§ **What you need to do**
Search the records for the word "given". Copy every line where it appears.

**** Provided information ****

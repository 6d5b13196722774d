use crate::issue::{IssueRecord, UserRecord};
use chrono::{Local, NaiveDateTime};

const TIMESTAMP_FORMAT: &str = "%d %B %Y at %I:%M %p";

const NOT_AVAILABLE: &str = "N/A";
const NO_DESCRIPTION: &str = "No description provided";
const ANONYMOUS: &str = "Anonymous";

pub fn confirmation(issue: &IssueRecord, user: &UserRecord) -> String {
    format_confirmation(issue, user, Local::now().naive_local())
}

pub fn authority_alert(issue: &IssueRecord) -> String {
    format_authority_alert(issue, Local::now().naive_local())
}

/// The message a reporter receives once their issue has been submitted.
pub fn format_confirmation(issue: &IssueRecord, user: &UserRecord, at: NaiveDateTime) -> String {
    let reporter = user
        .display_name
        .as_deref()
        .or(user.email.as_deref())
        .unwrap_or(ANONYMOUS);

    format!(
        "✅ *Issue Submitted Successfully!*

*Issue ID:* #{}
*Location:* {}

*Description:*
{}

*Reported by:* {}
*Reported on:* {}

We have received your report and will review it shortly. You'll receive updates on the progress via WhatsApp.

*CityPulse Team* 🏙️",
        issue_id(issue),
        location(issue),
        description(issue),
        reporter,
        at.format(TIMESTAMP_FORMAT),
    )
}

/// The message the configured municipal authority receives for a new issue.
pub fn format_authority_alert(issue: &IssueRecord, at: NaiveDateTime) -> String {
    format!(
        "🚨 *New Issue Reported*

*Issue ID:* #{}
*Location:* {}

*Description:*
{}

*Reported by:* {}
*Reported on:* {}

Please review and take appropriate action.

*CityPulse System* 🏙️",
        issue_id(issue),
        location(issue),
        description(issue),
        issue.user_name.as_deref().unwrap_or(ANONYMOUS),
        at.format(TIMESTAMP_FORMAT),
    )
}

fn issue_id(issue: &IssueRecord) -> &str {
    issue.id.as_deref().unwrap_or(NOT_AVAILABLE)
}

fn location(issue: &IssueRecord) -> &str {
    issue
        .address
        .as_deref()
        .or(issue.area.as_deref())
        .unwrap_or(NOT_AVAILABLE)
}

fn description(issue: &IssueRecord) -> &str {
    issue.description.as_deref().unwrap_or(NO_DESCRIPTION)
}

#[cfg(test)]
mod tests {
    use super::*;
    use chrono::NaiveDate;

    fn at() -> NaiveDateTime {
        NaiveDate::from_ymd_opt(2024, 3, 5)
            .unwrap()
            .and_hms_opt(14, 7, 0)
            .unwrap()
    }

    fn line_after<'a>(message: &'a str, label: &str) -> &'a str {
        message
            .lines()
            .find_map(|l| l.strip_prefix(label))
            .unwrap_or_else(|| panic!("no line starting with {label:?} in {message}"))
    }

    fn description_of(message: &str) -> &str {
        let mut lines = message.lines().skip_while(|l| *l != "*Description:*");
        lines.next();
        lines.next().unwrap()
    }

    fn sample_issue() -> IssueRecord {
        IssueRecord {
            id: Some("TEST-001".to_string()),
            address: Some("Bandra West, Mumbai, Maharashtra".to_string()),
            area: Some("Bandra".to_string()),
            description: Some("Broken street light near the station".to_string()),
            user_name: Some("Test User".to_string()),
            user_email: Some("test@example.com".to_string()),
        }
    }

    #[test]
    fn test_confirmation_renders_every_field() {
        let user = UserRecord {
            phone_number: Some("+919923410767".to_string()),
            display_name: Some("Test User".to_string()),
            email: Some("test@example.com".to_string()),
        };

        let message = format_confirmation(&sample_issue(), &user, at());

        assert!(message.starts_with("✅ *Issue Submitted Successfully!*"));
        assert_eq!(line_after(&message, "*Issue ID:* "), "#TEST-001");
        assert_eq!(
            line_after(&message, "*Location:* "),
            "Bandra West, Mumbai, Maharashtra"
        );
        assert_eq!(
            description_of(&message),
            "Broken street light near the station"
        );
        assert_eq!(line_after(&message, "*Reported by:* "), "Test User");
        assert_eq!(
            line_after(&message, "*Reported on:* "),
            "05 March 2024 at 02:07 PM"
        );
        assert!(message.ends_with("*CityPulse Team* 🏙️"));
    }

    #[test]
    fn test_location_falls_back_to_area_then_placeholder() {
        let mut issue = sample_issue();
        issue.address = None;
        let alert = format_authority_alert(&issue, at());
        assert_eq!(line_after(&alert, "*Location:* "), "Bandra");

        issue.area = None;
        let alert = format_authority_alert(&issue, at());
        assert_eq!(line_after(&alert, "*Location:* "), "N/A");
    }

    #[test]
    fn test_missing_description_uses_fallback() {
        let issue = IssueRecord {
            description: None,
            ..sample_issue()
        };

        let confirmation = format_confirmation(&issue, &UserRecord::default(), at());
        let alert = format_authority_alert(&issue, at());

        assert_eq!(description_of(&confirmation), "No description provided");
        assert_eq!(description_of(&alert), "No description provided");
    }

    #[test]
    fn test_confirmation_reporter_prefers_display_name_then_email() {
        let issue = sample_issue();

        let user = UserRecord {
            email: Some("test@example.com".to_string()),
            ..Default::default()
        };
        let message = format_confirmation(&issue, &user, at());
        assert_eq!(line_after(&message, "*Reported by:* "), "test@example.com");

        let message = format_confirmation(&issue, &UserRecord::default(), at());
        assert_eq!(line_after(&message, "*Reported by:* "), "Anonymous");
    }

    #[test]
    fn test_alert_reporter_uses_issue_user_name() {
        let alert = format_authority_alert(&sample_issue(), at());
        assert_eq!(line_after(&alert, "*Reported by:* "), "Test User");

        let alert = format_authority_alert(&IssueRecord::default(), at());
        assert_eq!(line_after(&alert, "*Reported by:* "), "Anonymous");
    }

    #[test]
    fn test_empty_issue_renders_placeholders() {
        let message = format_confirmation(&IssueRecord::default(), &UserRecord::default(), at());

        assert_eq!(line_after(&message, "*Issue ID:* "), "#N/A");
        assert_eq!(line_after(&message, "*Location:* "), "N/A");
    }

    #[test]
    fn test_formatting_is_deterministic_for_a_fixed_time() {
        let issue = sample_issue();
        let user = issue.reporter("+15550001111");

        assert_eq!(
            format_confirmation(&issue, &user, at()),
            format_confirmation(&issue, &user, at())
        );
        assert_eq!(
            format_authority_alert(&issue, at()),
            format_authority_alert(&issue, at())
        );
    }

    #[test]
    fn test_field_contents_pass_through_verbatim() {
        let issue = IssueRecord {
            description: Some("<b>*pothole*</b> & \"water\"".to_string()),
            ..Default::default()
        };

        let alert = format_authority_alert(&issue, at());

        assert_eq!(description_of(&alert), "<b>*pothole*</b> & \"water\"");
    }

    #[test]
    fn test_cli_reporter_without_user_name_shows_email() {
        let issue = IssueRecord {
            user_email: Some("citizen@example.com".to_string()),
            ..Default::default()
        };

        let message = format_confirmation(&issue, &issue.reporter("+15550001111"), at());

        assert_eq!(line_after(&message, "*Reported by:* "), "citizen@example.com");
    }
}
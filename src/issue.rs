use serde::{Deserialize, Deserializer};
use serde_json::Value;

/// A reported problem, as submitted by the frontend. Every field is optional.
#[derive(Debug, Clone, Default, PartialEq, Eq, Deserialize)]
#[serde(rename_all = "camelCase")]
pub struct IssueRecord {
    #[serde(default, deserialize_with = "loose_text")]
    pub id: Option<String>,
    #[serde(default, deserialize_with = "loose_text")]
    pub address: Option<String>,
    #[serde(default, deserialize_with = "loose_text")]
    pub area: Option<String>,
    #[serde(default, deserialize_with = "loose_text")]
    pub description: Option<String>,
    #[serde(default, deserialize_with = "loose_text")]
    pub user_name: Option<String>,
    #[serde(default, deserialize_with = "loose_text")]
    pub user_email: Option<String>,
}

#[derive(Debug, Clone, Default, PartialEq, Eq, Deserialize)]
#[serde(rename_all = "camelCase")]
pub struct UserRecord {
    #[serde(default, deserialize_with = "loose_text")]
    pub phone_number: Option<String>,
    #[serde(default, deserialize_with = "loose_text")]
    pub display_name: Option<String>,
    #[serde(default, deserialize_with = "loose_text")]
    pub email: Option<String>,
}

impl IssueRecord {
    /// The user record the CLI confirmation flow sends to: the given phone number plus
    /// whatever reporter details the issue carries.
    pub fn reporter(&self, phone_number: &str) -> UserRecord {
        UserRecord {
            phone_number: present(phone_number),
            display_name: self.user_name.clone(),
            email: self.user_email.clone(),
        }
    }
}

fn present(value: &str) -> Option<String> {
    if value.trim().is_empty() {
        None
    } else {
        Some(value.to_string())
    }
}

// Frontends send ids as numbers as often as strings; null and blank mean "not given".
fn loose_text<'de, D>(deserializer: D) -> Result<Option<String>, D::Error>
where
    D: Deserializer<'de>,
{
    let value = Value::deserialize(deserializer)?;

    Ok(match value {
        Value::String(s) => present(&s),
        Value::Number(n) => Some(n.to_string()),
        Value::Bool(b) => Some(b.to_string()),
        Value::Null | Value::Array(_) | Value::Object(_) => None,
    })
}
use std::collections::HashSet;
use std::fs;
use std::path::{Path, PathBuf};

use serde::{Deserialize, Serialize};

use crate::boundary::BoundaryWarning;
use crate::error::{Result, VersionerError};

/// Default manifest file name, resolved against the working directory.
pub const DEFAULT_MANIFEST: &str = "versioner.json";

/// One file whose version field should be bumped.
#[derive(Debug, Clone, PartialEq, Eq, Hash, Deserialize, Serialize)]
pub struct ManifestEntry {
    /// Path to the JSON document
    pub file: String,

    /// Key inside the document holding the version string
    pub field: String,
}

impl ManifestEntry {
    pub fn new(file: impl Into<String>, field: impl Into<String>) -> Self {
        ManifestEntry {
            file: file.into(),
            field: field.into(),
        }
    }

    pub fn path(&self) -> PathBuf {
        PathBuf::from(&self.file)
    }
}

/// Loads the manifest: a JSON array of `{"file": ..., "field": ...}` objects.
///
/// # Returns
/// * `Ok(Vec<ManifestEntry>)` - Entries in listed order
/// * `Err` - If the file cannot be read or is not a valid manifest
pub fn load_manifest(path: &Path) -> Result<Vec<ManifestEntry>> {
    let contents = fs::read_to_string(path).map_err(|e| {
        VersionerError::manifest(format!("cannot read {}: {}", path.display(), e))
    })?;

    let entries: Vec<ManifestEntry> = serde_json::from_str(&contents).map_err(|e| {
        VersionerError::manifest(format!("cannot parse {}: {}", path.display(), e))
    })?;

    tracing::debug!(path = %path.display(), entries = entries.len(), "loaded manifest");
    Ok(entries)
}

/// Collects non-fatal issues with a loaded manifest.
pub fn check_manifest(path: &Path, entries: &[ManifestEntry]) -> Vec<BoundaryWarning> {
    if entries.is_empty() {
        return vec![BoundaryWarning::EmptyManifest {
            path: path.display().to_string(),
        }];
    }

    let mut seen = HashSet::new();
    let mut warnings = Vec::new();
    for entry in entries {
        if !seen.insert(entry) {
            let warning = BoundaryWarning::DuplicateEntry {
                file: entry.file.clone(),
                field: entry.field.clone(),
            };
            if !warnings.contains(&warning) {
                warnings.push(warning);
            }
        }
    }
    warnings
}
//! Workflow entry points shared by the binary and integration tests

pub mod orchestration;

pub use orchestration::{preview, run_bump, BumpOptions, UpdateResult, VersionChange};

****

§ **Response below**
    /// The user record the CLI confirmation flow sends to: the given phone number plus
// Frontends send ids as numbers as often as strings; null and blank mean "not given".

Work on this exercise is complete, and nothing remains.